Supplied entries: Begin
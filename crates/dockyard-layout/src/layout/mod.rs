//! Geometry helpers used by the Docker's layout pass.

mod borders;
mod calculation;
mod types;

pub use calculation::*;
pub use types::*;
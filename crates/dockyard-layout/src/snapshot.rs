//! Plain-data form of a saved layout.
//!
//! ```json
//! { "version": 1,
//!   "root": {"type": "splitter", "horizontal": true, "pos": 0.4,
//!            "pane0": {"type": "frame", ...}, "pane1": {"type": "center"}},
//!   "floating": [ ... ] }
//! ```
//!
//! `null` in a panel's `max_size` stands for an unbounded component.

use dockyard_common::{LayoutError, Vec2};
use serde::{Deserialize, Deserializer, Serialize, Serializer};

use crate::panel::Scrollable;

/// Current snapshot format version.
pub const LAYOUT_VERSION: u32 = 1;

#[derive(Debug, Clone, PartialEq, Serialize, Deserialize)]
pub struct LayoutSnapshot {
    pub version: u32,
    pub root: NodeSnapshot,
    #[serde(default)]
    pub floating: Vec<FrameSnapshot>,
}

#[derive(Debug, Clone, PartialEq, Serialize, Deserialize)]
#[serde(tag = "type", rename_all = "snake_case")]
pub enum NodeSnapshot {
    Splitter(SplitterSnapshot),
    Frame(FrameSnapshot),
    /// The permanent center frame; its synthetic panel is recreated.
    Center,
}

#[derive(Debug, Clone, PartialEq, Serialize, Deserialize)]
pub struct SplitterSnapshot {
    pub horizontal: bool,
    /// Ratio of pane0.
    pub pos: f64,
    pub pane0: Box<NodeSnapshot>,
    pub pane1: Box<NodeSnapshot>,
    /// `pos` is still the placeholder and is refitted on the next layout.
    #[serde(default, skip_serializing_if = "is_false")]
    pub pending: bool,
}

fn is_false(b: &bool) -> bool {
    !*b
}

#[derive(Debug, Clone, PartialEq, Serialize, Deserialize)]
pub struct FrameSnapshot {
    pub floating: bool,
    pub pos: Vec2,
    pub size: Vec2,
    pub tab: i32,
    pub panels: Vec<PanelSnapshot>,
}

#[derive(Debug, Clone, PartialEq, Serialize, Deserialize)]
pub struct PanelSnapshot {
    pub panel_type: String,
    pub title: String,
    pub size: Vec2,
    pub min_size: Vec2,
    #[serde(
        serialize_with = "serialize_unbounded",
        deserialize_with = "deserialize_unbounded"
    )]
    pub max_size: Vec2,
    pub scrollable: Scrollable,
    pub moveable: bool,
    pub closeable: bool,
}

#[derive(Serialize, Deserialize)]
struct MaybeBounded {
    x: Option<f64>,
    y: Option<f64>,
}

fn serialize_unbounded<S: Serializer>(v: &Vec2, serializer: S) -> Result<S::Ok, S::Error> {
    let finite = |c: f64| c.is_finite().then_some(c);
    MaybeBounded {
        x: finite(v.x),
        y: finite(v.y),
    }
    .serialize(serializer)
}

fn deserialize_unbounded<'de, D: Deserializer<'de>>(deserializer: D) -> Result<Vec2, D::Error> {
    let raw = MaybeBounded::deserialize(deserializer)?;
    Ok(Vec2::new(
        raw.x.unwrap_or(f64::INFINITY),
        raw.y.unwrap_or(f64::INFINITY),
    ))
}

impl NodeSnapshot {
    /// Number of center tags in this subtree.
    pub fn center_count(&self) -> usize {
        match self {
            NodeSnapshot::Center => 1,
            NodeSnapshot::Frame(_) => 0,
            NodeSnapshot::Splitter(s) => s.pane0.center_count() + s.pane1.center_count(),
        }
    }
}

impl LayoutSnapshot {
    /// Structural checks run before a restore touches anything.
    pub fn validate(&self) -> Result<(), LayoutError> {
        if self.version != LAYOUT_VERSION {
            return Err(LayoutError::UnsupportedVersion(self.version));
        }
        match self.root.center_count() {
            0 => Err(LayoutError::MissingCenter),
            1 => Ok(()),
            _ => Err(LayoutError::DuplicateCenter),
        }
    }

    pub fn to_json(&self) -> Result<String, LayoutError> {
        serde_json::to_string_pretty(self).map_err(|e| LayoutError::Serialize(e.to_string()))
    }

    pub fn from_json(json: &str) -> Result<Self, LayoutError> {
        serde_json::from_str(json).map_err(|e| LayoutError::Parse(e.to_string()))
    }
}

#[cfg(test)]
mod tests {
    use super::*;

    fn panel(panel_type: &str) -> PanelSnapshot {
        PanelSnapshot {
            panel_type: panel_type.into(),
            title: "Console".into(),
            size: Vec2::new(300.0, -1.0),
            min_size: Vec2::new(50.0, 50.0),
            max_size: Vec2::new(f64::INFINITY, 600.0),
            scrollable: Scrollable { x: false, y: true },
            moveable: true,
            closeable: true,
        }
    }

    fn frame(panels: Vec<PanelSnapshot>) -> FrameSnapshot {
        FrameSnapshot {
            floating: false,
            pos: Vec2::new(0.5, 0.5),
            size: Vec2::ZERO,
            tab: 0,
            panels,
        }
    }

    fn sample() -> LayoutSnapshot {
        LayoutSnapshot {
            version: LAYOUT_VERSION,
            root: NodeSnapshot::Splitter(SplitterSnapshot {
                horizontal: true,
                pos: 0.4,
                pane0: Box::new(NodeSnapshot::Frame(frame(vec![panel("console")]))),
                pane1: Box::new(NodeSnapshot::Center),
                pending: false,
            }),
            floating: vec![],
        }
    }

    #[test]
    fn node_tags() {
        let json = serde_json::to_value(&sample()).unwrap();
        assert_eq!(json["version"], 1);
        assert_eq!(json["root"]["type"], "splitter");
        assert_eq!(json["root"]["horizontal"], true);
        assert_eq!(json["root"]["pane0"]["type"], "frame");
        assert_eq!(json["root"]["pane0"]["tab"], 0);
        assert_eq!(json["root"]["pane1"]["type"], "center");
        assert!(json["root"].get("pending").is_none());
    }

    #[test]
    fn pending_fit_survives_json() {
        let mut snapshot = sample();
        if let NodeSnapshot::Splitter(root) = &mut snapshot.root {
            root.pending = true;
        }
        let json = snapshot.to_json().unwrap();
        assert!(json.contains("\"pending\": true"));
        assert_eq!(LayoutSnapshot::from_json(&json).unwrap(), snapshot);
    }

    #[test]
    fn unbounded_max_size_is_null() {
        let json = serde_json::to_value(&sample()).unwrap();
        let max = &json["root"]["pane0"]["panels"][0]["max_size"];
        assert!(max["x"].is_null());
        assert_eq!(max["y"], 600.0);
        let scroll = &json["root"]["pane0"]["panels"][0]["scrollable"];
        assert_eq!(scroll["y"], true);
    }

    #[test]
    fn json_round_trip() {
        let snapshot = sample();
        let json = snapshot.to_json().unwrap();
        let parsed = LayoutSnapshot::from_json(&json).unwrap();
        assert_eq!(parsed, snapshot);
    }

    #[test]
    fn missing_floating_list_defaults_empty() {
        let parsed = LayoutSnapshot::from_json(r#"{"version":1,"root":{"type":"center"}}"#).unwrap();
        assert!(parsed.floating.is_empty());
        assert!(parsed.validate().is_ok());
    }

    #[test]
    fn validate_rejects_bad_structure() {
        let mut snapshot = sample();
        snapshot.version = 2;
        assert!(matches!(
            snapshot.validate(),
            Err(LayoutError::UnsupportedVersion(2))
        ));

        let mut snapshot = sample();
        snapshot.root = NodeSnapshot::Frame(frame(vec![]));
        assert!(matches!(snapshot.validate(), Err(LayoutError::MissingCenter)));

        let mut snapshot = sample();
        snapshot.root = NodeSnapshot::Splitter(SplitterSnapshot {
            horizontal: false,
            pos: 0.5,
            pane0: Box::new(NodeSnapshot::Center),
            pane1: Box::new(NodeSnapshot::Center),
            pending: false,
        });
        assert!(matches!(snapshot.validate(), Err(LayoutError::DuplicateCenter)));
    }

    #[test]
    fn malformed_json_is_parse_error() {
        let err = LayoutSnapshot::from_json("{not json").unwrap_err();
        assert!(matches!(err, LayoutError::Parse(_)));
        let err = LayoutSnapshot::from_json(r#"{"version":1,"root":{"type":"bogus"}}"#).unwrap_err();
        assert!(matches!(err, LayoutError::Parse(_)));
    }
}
Supplied entries: End
> _Exercise instructions_
Throughout the material above, report each line holding the word "horizontal".

> _Response box_
//!   "root": {"type": "splitter", "horizontal": true, "pos": 0.4,
    pub horizontal: bool,
                horizontal: true,
        assert_eq!(json["root"]["horizontal"], true);
            horizontal: false,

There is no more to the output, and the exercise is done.